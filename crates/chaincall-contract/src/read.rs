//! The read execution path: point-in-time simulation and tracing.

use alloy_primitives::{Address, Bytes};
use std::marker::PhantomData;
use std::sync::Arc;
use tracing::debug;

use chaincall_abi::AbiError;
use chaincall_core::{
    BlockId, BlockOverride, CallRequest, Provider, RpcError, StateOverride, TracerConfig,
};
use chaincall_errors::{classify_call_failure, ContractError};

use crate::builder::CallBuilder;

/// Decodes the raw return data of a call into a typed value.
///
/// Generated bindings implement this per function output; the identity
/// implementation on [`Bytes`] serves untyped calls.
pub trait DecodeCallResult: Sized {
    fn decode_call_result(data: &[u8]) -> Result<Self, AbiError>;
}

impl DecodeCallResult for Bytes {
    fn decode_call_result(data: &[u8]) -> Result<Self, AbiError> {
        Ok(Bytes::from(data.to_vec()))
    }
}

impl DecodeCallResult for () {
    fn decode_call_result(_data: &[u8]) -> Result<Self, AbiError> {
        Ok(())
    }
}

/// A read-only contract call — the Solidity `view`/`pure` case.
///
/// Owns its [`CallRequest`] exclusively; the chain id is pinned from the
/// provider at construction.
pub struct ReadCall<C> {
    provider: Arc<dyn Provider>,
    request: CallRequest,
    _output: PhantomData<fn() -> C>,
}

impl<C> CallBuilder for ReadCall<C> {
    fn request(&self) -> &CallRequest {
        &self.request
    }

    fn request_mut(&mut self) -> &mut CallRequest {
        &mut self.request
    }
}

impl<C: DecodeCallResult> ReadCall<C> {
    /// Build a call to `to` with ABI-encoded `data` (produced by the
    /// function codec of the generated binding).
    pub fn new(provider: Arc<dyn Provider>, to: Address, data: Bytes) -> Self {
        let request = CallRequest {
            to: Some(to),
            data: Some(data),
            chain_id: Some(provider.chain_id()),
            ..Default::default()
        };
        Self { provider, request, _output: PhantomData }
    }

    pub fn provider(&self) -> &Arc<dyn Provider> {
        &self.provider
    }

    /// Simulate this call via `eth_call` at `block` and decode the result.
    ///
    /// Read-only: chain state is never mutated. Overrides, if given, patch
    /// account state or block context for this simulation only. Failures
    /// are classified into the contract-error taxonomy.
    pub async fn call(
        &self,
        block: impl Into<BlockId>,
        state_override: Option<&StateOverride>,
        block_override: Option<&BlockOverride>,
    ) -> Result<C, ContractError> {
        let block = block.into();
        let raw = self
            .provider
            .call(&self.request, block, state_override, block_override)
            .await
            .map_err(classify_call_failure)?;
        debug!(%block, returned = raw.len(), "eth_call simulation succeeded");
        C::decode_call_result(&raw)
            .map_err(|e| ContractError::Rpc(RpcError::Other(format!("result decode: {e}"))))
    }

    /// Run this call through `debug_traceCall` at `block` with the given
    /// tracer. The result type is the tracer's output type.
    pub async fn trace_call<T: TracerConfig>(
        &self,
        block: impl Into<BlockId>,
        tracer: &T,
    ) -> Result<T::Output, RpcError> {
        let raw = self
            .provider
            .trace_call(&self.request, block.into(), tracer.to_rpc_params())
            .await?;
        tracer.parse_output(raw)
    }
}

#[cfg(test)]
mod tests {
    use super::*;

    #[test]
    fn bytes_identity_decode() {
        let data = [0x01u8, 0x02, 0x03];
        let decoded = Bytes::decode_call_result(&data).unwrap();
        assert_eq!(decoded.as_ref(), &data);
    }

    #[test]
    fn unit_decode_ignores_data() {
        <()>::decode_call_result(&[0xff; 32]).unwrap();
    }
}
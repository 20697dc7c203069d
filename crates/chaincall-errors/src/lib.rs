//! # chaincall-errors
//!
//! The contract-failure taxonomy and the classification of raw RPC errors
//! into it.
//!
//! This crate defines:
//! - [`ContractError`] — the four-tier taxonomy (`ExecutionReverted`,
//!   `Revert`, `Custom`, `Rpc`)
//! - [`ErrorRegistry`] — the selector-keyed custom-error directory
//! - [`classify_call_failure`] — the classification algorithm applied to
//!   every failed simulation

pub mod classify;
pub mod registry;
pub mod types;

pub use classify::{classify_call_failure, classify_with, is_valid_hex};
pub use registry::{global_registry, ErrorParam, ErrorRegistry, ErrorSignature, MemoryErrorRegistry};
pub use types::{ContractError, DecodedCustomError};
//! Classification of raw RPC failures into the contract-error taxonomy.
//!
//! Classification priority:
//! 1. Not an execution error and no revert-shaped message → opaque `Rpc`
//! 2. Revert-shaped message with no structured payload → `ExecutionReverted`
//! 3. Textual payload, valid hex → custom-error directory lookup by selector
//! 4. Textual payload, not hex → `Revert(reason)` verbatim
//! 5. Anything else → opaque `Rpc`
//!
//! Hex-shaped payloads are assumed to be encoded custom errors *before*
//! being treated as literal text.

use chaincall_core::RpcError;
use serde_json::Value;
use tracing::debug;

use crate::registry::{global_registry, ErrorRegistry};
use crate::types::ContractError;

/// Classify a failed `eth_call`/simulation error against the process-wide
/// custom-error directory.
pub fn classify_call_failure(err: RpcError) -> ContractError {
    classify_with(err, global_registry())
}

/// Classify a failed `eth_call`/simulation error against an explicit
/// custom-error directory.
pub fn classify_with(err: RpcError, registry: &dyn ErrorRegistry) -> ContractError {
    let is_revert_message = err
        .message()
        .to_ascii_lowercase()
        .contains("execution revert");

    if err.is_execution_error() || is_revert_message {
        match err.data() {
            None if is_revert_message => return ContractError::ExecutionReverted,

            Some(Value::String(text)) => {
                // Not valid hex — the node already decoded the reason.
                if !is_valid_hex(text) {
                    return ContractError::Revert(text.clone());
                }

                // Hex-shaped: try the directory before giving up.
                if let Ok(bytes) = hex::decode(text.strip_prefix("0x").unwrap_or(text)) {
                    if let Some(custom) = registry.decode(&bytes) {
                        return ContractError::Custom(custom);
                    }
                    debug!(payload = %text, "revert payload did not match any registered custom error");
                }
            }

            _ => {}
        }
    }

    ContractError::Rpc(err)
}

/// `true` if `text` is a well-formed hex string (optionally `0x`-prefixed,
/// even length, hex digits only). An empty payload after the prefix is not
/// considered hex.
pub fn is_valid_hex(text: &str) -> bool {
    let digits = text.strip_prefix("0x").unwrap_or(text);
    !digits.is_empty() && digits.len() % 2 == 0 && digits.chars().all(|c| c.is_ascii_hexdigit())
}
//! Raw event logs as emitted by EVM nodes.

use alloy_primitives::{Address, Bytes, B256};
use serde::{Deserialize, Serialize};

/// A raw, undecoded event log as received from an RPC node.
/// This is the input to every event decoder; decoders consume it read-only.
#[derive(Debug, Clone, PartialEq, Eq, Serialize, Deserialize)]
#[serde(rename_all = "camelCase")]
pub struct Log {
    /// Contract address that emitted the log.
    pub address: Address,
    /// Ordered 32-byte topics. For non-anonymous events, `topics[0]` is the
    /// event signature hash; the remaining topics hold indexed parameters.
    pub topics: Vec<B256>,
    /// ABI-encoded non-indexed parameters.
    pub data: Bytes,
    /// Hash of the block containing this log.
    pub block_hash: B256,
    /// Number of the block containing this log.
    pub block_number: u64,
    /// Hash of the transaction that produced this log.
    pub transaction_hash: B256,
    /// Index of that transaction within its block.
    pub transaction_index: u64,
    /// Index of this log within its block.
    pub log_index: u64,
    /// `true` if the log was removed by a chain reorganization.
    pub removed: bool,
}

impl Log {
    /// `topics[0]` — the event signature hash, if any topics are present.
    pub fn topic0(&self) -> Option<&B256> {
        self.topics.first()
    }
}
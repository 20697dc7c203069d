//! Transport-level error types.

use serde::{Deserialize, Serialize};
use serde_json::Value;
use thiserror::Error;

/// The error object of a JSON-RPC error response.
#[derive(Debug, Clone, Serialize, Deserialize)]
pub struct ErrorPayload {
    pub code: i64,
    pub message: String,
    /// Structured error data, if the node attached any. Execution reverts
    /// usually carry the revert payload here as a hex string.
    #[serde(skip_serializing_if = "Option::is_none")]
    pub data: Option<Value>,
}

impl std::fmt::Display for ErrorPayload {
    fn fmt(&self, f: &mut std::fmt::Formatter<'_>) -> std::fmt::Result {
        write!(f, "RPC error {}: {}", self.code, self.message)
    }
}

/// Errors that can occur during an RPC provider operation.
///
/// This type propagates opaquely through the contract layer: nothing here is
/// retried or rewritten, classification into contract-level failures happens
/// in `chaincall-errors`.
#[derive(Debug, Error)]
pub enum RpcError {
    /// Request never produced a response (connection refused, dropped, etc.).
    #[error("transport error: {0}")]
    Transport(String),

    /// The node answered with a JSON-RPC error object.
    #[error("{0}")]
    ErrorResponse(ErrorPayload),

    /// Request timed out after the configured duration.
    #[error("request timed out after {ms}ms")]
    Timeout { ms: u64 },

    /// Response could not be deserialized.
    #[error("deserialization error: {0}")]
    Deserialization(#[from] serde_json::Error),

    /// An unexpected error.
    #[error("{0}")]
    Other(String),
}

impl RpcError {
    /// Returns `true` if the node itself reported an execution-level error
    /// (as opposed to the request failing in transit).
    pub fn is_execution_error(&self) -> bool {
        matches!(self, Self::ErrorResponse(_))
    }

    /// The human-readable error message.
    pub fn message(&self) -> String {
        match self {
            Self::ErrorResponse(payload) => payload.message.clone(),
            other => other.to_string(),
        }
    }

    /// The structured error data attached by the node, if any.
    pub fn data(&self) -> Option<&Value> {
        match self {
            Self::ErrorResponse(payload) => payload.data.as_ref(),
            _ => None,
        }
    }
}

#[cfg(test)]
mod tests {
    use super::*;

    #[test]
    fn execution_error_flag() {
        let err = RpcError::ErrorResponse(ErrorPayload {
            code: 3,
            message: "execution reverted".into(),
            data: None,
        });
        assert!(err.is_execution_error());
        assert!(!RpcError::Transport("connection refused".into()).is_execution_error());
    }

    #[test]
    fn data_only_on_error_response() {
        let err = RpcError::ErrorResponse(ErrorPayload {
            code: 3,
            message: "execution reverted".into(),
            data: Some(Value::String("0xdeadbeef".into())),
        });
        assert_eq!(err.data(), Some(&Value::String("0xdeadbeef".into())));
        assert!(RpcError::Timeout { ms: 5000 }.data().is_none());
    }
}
────
Exercise objective:
Look through the data above. Find each line with the string "directory" and copy it.

Task solution:
//! - [`ErrorRegistry`] — the selector-keyed custom-error directory
//! 3. Textual payload, valid hex → custom-error directory lookup by selector
/// custom-error directory.
/// custom-error directory.
                // Hex-shaped: try the directory before giving up.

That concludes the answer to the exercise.